§ **Exercise**
Copy every line of the records below that holds the word "index".

[Dataset entries]
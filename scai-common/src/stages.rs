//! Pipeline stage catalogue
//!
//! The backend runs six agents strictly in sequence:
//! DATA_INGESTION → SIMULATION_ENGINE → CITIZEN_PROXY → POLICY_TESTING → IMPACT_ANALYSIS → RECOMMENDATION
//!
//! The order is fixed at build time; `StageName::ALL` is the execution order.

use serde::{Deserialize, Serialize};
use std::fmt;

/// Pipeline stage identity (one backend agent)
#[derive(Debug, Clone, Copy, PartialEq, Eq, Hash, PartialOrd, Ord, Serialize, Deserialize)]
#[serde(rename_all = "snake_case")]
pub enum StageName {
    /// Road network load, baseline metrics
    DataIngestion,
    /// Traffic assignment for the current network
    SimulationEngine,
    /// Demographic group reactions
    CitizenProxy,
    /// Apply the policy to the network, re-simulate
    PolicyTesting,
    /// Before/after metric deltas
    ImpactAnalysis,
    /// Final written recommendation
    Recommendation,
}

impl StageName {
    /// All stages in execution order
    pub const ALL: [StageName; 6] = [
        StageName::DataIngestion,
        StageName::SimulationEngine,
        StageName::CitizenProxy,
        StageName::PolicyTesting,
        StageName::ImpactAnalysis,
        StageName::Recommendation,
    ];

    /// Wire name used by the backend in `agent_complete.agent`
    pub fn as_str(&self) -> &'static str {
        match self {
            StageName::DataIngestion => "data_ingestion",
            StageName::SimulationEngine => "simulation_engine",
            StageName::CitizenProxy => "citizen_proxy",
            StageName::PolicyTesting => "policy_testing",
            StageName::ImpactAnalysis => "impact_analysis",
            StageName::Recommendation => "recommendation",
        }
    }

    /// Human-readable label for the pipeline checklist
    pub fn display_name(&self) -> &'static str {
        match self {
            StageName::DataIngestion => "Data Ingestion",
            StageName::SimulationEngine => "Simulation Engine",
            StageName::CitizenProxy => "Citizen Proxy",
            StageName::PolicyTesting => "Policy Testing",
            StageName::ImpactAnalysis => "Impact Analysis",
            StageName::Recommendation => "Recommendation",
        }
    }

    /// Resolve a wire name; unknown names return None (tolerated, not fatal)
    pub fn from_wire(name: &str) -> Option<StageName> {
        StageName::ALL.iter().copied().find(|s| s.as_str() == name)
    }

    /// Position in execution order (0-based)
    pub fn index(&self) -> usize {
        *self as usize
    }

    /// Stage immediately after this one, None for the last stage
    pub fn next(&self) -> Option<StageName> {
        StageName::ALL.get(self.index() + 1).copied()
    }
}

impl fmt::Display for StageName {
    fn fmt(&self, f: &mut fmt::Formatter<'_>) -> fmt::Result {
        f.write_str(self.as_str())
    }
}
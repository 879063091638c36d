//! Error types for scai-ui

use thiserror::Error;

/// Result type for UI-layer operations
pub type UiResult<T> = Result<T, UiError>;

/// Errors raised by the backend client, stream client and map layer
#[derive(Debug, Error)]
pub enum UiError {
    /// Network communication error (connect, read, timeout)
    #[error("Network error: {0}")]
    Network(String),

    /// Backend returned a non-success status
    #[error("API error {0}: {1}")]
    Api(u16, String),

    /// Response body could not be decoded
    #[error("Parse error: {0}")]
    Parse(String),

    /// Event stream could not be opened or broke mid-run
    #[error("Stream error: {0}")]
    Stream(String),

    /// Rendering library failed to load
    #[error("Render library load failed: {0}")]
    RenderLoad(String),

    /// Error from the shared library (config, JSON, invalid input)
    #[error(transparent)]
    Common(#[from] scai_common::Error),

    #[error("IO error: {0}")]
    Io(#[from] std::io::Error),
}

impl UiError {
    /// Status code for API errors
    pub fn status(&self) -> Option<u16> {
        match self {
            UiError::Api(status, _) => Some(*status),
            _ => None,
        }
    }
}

§ **Your solution**
    pub fn index(&self) -> usize {
        StageName::ALL.get(self.index() + 1).copied()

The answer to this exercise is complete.